Information provided Start Marker

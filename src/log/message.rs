use super::LogLevel;
use crate::time::DateTime;
use std::thread;

/// One log record, built when a [`LineLogger`](super::LineLogger) is
/// delivered and handed to every sink of the logger
#[derive(Debug, Clone, PartialEq, Eq)]
pub struct LogMessage {
    pub logger_name: String,
    pub level: LogLevel,
    pub time: DateTime,
    pub thread_id: u64,
    pub text: String,
}

impl LogMessage {
    /// Stamp `text` with the current local time and thread
    pub fn new(logger_name: &str, level: LogLevel, text: String) -> Self {
        Self {
            logger_name: logger_name.to_string(),
            level,
            time: DateTime::local_time(),
            thread_id: current_thread_id(),
            text,
        }
    }
}

/// Numeric id of the calling thread
///
/// `ThreadId` has no stable integer accessor, so the number is taken from
/// its debug form, `ThreadId(N)`.
pub fn current_thread_id() -> u64 {
    let id = format!("{:?}", thread::current().id());
    id.chars()
        .filter(char::is_ascii_digit)
        .collect::<String>()
        .parse()
        .unwrap_or(0)
}

#[cfg(test)]
mod ut {
    use super::*;

    #[test]
    fn test_thread_ids_differ() {
        let here = current_thread_id();
        let there = thread::spawn(current_thread_id).join().unwrap();
        assert_ne!(0, here);
        assert_ne!(here, there);
    }

    #[test]
    fn test_new_stamps() {
        let msg = LogMessage::new("app", LogLevel::Info, "hi".to_string());
        assert_eq!("app", msg.logger_name);
        assert_eq!(current_thread_id(), msg.thread_id);
    }
}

Information provided End Marker

Problem to solve:
Above are the records; reproduce all of them exactly.

Reply to the exercise:
filename src/log/message.rs
use super::LogLevel;
use crate::time::DateTime;
use std::thread;

/// One log record, built when a [`LineLogger`](super::LineLogger) is
/// delivered and handed to every sink of the logger
#[derive(Debug, Clone, PartialEq, Eq)]
pub struct LogMessage {
    pub logger_name: String,
    pub level: LogLevel,
    pub time: DateTime,
    pub thread_id: u64,
    pub text: String,
}

impl LogMessage {
    /// Stamp `text` with the current local time and thread
    pub fn new(logger_name: &str, level: LogLevel, text: String) -> Self {
        Self {
            logger_name: logger_name.to_string(),
            level,
            time: DateTime::local_time(),
            thread_id: current_thread_id(),
            text,
        }
    }
}

/// Numeric id of the calling thread
///
/// `ThreadId` has no stable integer accessor, so the number is taken from
/// its debug form, `ThreadId(N)`.
pub fn current_thread_id() -> u64 {
    let id = format!("{:?}", thread::current().id());
    id.chars()
        .filter(char::is_ascii_digit)
        .collect::<String>()
        .parse()
        .unwrap_or(0)
}

#[cfg(test)]
mod ut {
    use super::*;

    #[test]
    fn test_thread_ids_differ() {
        let here = current_thread_id();
        let there = thread::spawn(current_thread_id).join().unwrap();
        assert_ne!(0, here);
        assert_ne!(here, there);
    }

    #[test]
    fn test_new_stamps() {
        let msg = LogMessage::new("app", LogLevel::Info, "hi".to_string());
        assert_eq!("app", msg.logger_name);
        assert_eq!(current_thread_id(), msg.thread_id);
    }
}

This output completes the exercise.